This function checks whether non-positive outcome time is present in the data. This may produce unexpected results for some packages. For example, glmnet will not train if an instance has a survival time of 0 or lower.
.check_survival_time_plausibility(
data,
outcome_type,
outcome_column,
check_stringency = "strict"
)
Data set as loaded using the .load_data
function.
(recommended) Type of outcome found in the outcome column. The outcome type determines many aspects of the overall process, e.g. the available feature selection methods and learners, but also the type of assessments that can be conducted to evaluate the resulting models. Implemented outcome types are:
binomial
: categorical outcome with 2 levels.
multinomial
: categorical outcome with 2 or more levels.
count
: Poisson-distributed numeric outcomes.
continuous
: general continuous numeric outcomes.
survival
: survival outcome for time-to-event data.
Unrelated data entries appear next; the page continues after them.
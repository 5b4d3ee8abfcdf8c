//! Bit-exact C layouts of the flexible submission protocol.
//!
//! These mirror the compositor ABI on 64-bit targets. `VRWireFrame` owns every
//! encoded layer so the pointer array handed to the compositor stays valid for
//! as long as the frame is alive.

use std::os::raw::c_void;
use std::ptr;
use crate::{VRLayer, VRLayerHeader, VRPose, VRSubmitDescription};
use crate::vr_layer::VRSwapChainImage;
use crate::vr_tracking::EYE_COUNT;

pub type VRWireMatrix = [[f32; 4]; 4];

fn wire_matrix(m: &[f32; 16]) -> VRWireMatrix {
    [[m[0], m[1], m[2], m[3]],
     [m[4], m[5], m[6], m[7]],
     [m[8], m[9], m[10], m[11]],
     [m[12], m[13], m[14], m[15]]]
}

// Swapchains travel as opaque pointer-sized values.
fn wire_swapchain(image: &VRSwapChainImage) -> (usize, i32) {
    (image.swapchain.0 as usize, image.index as i32)
}

#[repr(C)]
#[derive(Debug, Clone, Copy)]
pub struct VRWireLayerHeader {
    pub layer_type: u32,
    pub flags: u32,
    pub color_scale: [f32; 4],
    pub src_blend: u32,
    pub dst_blend: u32,
    pub reserved: *mut c_void,
}

impl VRWireLayerHeader {
    fn new(layer_type: u32, header: &VRLayerHeader) -> VRWireLayerHeader {
        VRWireLayerHeader {
            layer_type: layer_type,
            flags: header.flags.bits(),
            color_scale: header.color_scale,
            src_blend: header.src_blend as u32,
            dst_blend: header.dst_blend as u32,
            reserved: ptr::null_mut(),
        }
    }
}

#[repr(C)]
#[derive(Debug, Clone, Copy)]
pub struct VRWireRigidBodyPose {
    pub orientation: [f32; 4],
    pub position: [f32; 3],
    pub angular_velocity: [f32; 3],
    pub linear_velocity: [f32; 3],
    pub angular_acceleration: [f32; 3],
    pub linear_acceleration: [f32; 3],
    pub padding: u32,
    pub time_in_seconds: f64,
    pub prediction_in_seconds: f64,
}

impl<'a> From<&'a VRPose> for VRWireRigidBodyPose {
    fn from(pose: &'a VRPose) -> VRWireRigidBodyPose {
        VRWireRigidBodyPose {
            orientation: pose.orientation,
            position: pose.position,
            angular_velocity: pose.angular_velocity,
            linear_velocity: pose.linear_velocity,
            angular_acceleration: pose.angular_acceleration,
            linear_acceleration: pose.linear_acceleration,
            padding: 0,
            time_in_seconds: pose.time_in_seconds,
            prediction_in_seconds: pose.prediction_in_seconds,
        }
    }
}

#[repr(C)]
#[derive(Debug, Clone, Copy)]
pub struct VRWireProjectionTexture {
    pub color_swapchain: usize,
    pub swapchain_index: i32,
    pub tex_coords_from_tan_angles: VRWireMatrix,
    pub texture_rect: [f32; 4],
}

#[repr(C)]
#[derive(Debug, Clone, Copy)]
pub struct VRWireProjectionLayer {
    pub header: VRWireLayerHeader,
    pub head_pose: VRWireRigidBodyPose,
    pub textures: [VRWireProjectionTexture; EYE_COUNT],
}

#[repr(C)]
#[derive(Debug, Clone, Copy)]
pub struct VRWireCylinderTexture {
    pub color_swapchain: usize,
    pub swapchain_index: i32,
    pub tex_coords_from_tan_angles: VRWireMatrix,
    pub texture_rect: [f32; 4],
    pub texture_matrix: VRWireMatrix,
}

#[repr(C)]
#[derive(Debug, Clone, Copy)]
pub struct VRWireCylinderLayer {
    pub header: VRWireLayerHeader,
    pub head_pose: VRWireRigidBodyPose,
    pub textures: [VRWireCylinderTexture; EYE_COUNT],
}

#[repr(C)]
#[derive(Debug, Clone, Copy)]
pub struct VRWireCubeTexture {
    pub color_swapchain: usize,
    pub swapchain_index: i32,
}

#[repr(C)]
#[derive(Debug, Clone, Copy)]
pub struct VRWireCubeLayer {
    pub header: VRWireLayerHeader,
    pub head_pose: VRWireRigidBodyPose,
    pub tex_coords_from_tan_angles: VRWireMatrix,
    pub offset: [f32; 3],
    pub textures: [VRWireCubeTexture; EYE_COUNT],
}

#[repr(C)]
#[derive(Debug, Clone, Copy)]
pub struct VRWireEquirectTexture {
    pub color_swapchain: usize,
    pub swapchain_index: i32,
    pub texture_rect: [f32; 4],
    pub texture_matrix: VRWireMatrix,
}

#[repr(C)]
#[derive(Debug, Clone, Copy)]
pub struct VRWireEquirectLayer {
    pub header: VRWireLayerHeader,
    pub head_pose: VRWireRigidBodyPose,
    pub tex_coords_from_tan_angles: VRWireMatrix,
    pub textures: [VRWireEquirectTexture; EYE_COUNT],
}

#[repr(C)]
#[derive(Debug, Clone, Copy)]
pub struct VRWireLoadingIconLayer {
    pub header: VRWireLayerHeader,
    pub spin_speed: f32,
    pub spin_scale: f32,
    pub color_swapchain: usize,
    pub swapchain_index: i32,
}

/// Every layer starts with a `VRWireLayerHeader`, so the header is readable
/// whatever variant was written.
#[repr(C)]
#[derive(Clone, Copy)]
pub union VRWireLayer {
    pub header: VRWireLayerHeader,
    pub projection: VRWireProjectionLayer,
    pub cylinder: VRWireCylinderLayer,
    pub cube: VRWireCubeLayer,
    pub equirect: VRWireEquirectLayer,
    pub loading_icon: VRWireLoadingIconLayer,
}

impl VRWireLayer {
    pub fn encode(layer: &VRLayer) -> VRWireLayer {
        let header = VRWireLayerHeader::new(layer.layer_type() as u32, layer.header());
        match *layer {
            VRLayer::Projection(ref layer) => {
                let mut textures = [VRWireProjectionTexture {
                    color_swapchain: 0,
                    swapchain_index: 0,
                    tex_coords_from_tan_angles: wire_matrix(&identity_matrix!()),
                    texture_rect: [0.0, 0.0, 1.0, 1.0],
                }; EYE_COUNT];
                for (wire, texture) in textures.iter_mut().zip(layer.textures.iter()) {
                    let (color_swapchain, swapchain_index) = wire_swapchain(&texture.image);
                    *wire = VRWireProjectionTexture {
                        color_swapchain: color_swapchain,
                        swapchain_index: swapchain_index,
                        tex_coords_from_tan_angles: wire_matrix(&texture.tex_coords_from_tan_angles),
                        texture_rect: texture.texture_rect,
                    };
                }
                VRWireLayer {
                    projection: VRWireProjectionLayer {
                        header: header,
                        head_pose: (&layer.head_pose).into(),
                        textures: textures,
                    },
                }
            }
            VRLayer::Cylinder(ref layer) => {
                let encode = |i: usize| {
                    let texture = &layer.textures[i];
                    let (color_swapchain, swapchain_index) = wire_swapchain(&texture.image);
                    VRWireCylinderTexture {
                        color_swapchain: color_swapchain,
                        swapchain_index: swapchain_index,
                        tex_coords_from_tan_angles: wire_matrix(&texture.tex_coords_from_tan_angles),
                        texture_rect: texture.texture_rect,
                        texture_matrix: wire_matrix(&texture.texture_matrix),
                    }
                };
                VRWireLayer {
                    cylinder: VRWireCylinderLayer {
                        header: header,
                        head_pose: (&layer.head_pose).into(),
                        textures: [encode(0), encode(1)],
                    },
                }
            }
            VRLayer::Cube(ref layer) => {
                let encode = |i: usize| {
                    let (color_swapchain, swapchain_index) = wire_swapchain(&layer.textures[i]);
                    VRWireCubeTexture { color_swapchain: color_swapchain, swapchain_index: swapchain_index }
                };
                VRWireLayer {
                    cube: VRWireCubeLayer {
                        header: header,
                        head_pose: (&layer.head_pose).into(),
                        tex_coords_from_tan_angles: wire_matrix(&layer.tex_coords_from_tan_angles),
                        offset: layer.offset,
                        textures: [encode(0), encode(1)],
                    },
                }
            }
            VRLayer::Equirect(ref layer) => {
                let encode = |i: usize| {
                    let texture = &layer.textures[i];
                    let (color_swapchain, swapchain_index) = wire_swapchain(&texture.image);
                    VRWireEquirectTexture {
                        color_swapchain: color_swapchain,
                        swapchain_index: swapchain_index,
                        texture_rect: texture.texture_rect,
                        texture_matrix: wire_matrix(&texture.texture_matrix),
                    }
                };
                VRWireLayer {
                    equirect: VRWireEquirectLayer {
                        header: header,
                        head_pose: (&layer.head_pose).into(),
                        tex_coords_from_tan_angles: wire_matrix(&layer.tex_coords_from_tan_angles),
                        textures: [encode(0), encode(1)],
                    },
                }
            }
            VRLayer::LoadingIcon(ref layer) => {
                let (color_swapchain, swapchain_index) = wire_swapchain(&layer.image);
                VRWireLayer {
                    loading_icon: VRWireLoadingIconLayer {
                        header: header,
                        spin_speed: layer.spin_speed,
                        spin_scale: layer.spin_scale,
                        color_swapchain: color_swapchain,
                        swapchain_index: swapchain_index,
                    },
                }
            }
        }
    }

    pub fn header(&self) -> &VRWireLayerHeader {
        // Every variant is repr(C) and starts with the header.
        unsafe { &self.header }
    }
}

#[repr(C)]
#[derive(Debug, Clone, Copy)]
pub struct VRWireSubmitDescription {
    pub flags: u32,
    pub swap_interval: u32,
    pub frame_index: u64,
    pub display_time: f64,
    pub completion_fence: u64,
    pub layer_count: u32,
    pub layers: *const *const VRWireLayerHeader,
}

/// An encoded submission together with the memory it points into.
pub struct VRWireFrame {
    layers: Vec<Box<VRWireLayer>>,
    layer_ptrs: Vec<*const VRWireLayerHeader>,
    desc: VRWireSubmitDescription,
}

impl VRWireFrame {
    pub fn encode(desc: &VRSubmitDescription) -> VRWireFrame {
        let layers: Vec<Box<VRWireLayer>> = desc.layers
            .iter()
            .map(|layer| Box::new(VRWireLayer::encode(layer)))
            .collect();
        // Boxed layers never move, so these stay valid while `layers` lives.
        let layer_ptrs: Vec<*const VRWireLayerHeader> = layers
            .iter()
            .map(|layer| layer.header() as *const VRWireLayerHeader)
            .collect();

        let wire = VRWireSubmitDescription {
            flags: desc.flags.bits(),
            swap_interval: desc.swap_interval,
            frame_index: desc.frame_index,
            display_time: desc.display_time,
            completion_fence: desc.completion_fence,
            layer_count: layer_ptrs.len() as u32,
            layers: layer_ptrs.as_ptr(),
        };

        VRWireFrame {
            layers: layers,
            layer_ptrs: layer_ptrs,
            desc: wire,
        }
    }

    /// The descriptor to hand to the compositor. Only valid while `self` is alive.
    pub fn description(&self) -> &VRWireSubmitDescription {
        &self.desc
    }

    pub fn layer(&self, index: usize) -> Option<&VRWireLayer> {
        self.layers.get(index).map(|layer| &**layer)
    }

    pub fn layer_count(&self) -> usize {
        self.layer_ptrs.len()
    }
}
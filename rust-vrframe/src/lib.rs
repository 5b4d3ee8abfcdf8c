extern crate rust_vrframe_api;
#[macro_use]
extern crate log;
#[cfg(feature = "mock")]
extern crate euclid;
#[cfg(feature = "gles")]
extern crate gleam;

#[cfg(feature = "gles")]
mod gl_ext {
    #![allow(non_camel_case_types, non_snake_case, non_upper_case_globals, dead_code, clippy::all)]
    include!(concat!(env!("OUT_DIR"), "/gles_ext_bindings.rs"));
}

pub mod api;
mod vr_fence;
mod vr_frame_pipeline;
mod vr_framebuffer;
mod vr_lifecycle;
mod vr_render_thread;
mod vr_renderer;
mod vr_scene;
mod vr_session;
mod vr_simulation;

pub use rust_vrframe_api::*;
pub use vr_fence::{VRFence, VRFenceRing, MAX_FENCES};
pub use vr_frame_pipeline::{VRFrameCounter, VRFrameProducer, VRFrameWork, VRRenderKind, VRSubmitGuard};
pub use vr_framebuffer::{VREyeFramebuffer, VRSwapChainRing};
pub use vr_lifecycle::{VRModeController, VRModeTransition, VRPerfRegistration};
pub use vr_render_thread::VRRenderThread;
pub use vr_renderer::VRRenderer;
pub use vr_scene::{VRRandom, VRScene, VRSceneLayout, VRSceneVertexState};
pub use vr_session::VRSession;
pub use vr_simulation::VRSimulation;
If not provided, the algorithm will attempt to obtain outcome_type from contents of the outcome column. This may lead to unexpected results, and we therefore advise to provide this information manually.
Note that competing_risk
survival analysis are not fully supported, and
is currently not a valid choice for outcome_type
.
(recommended) Name of the column containing the
outcome of interest. May be identified from a formula, if a formula is
provided as an argument. Otherwise an error is raised. Note that survival
and competing_risk
outcome type outcomes require two columns that
indicate the time-to-event or the time of last follow-up and the event
status.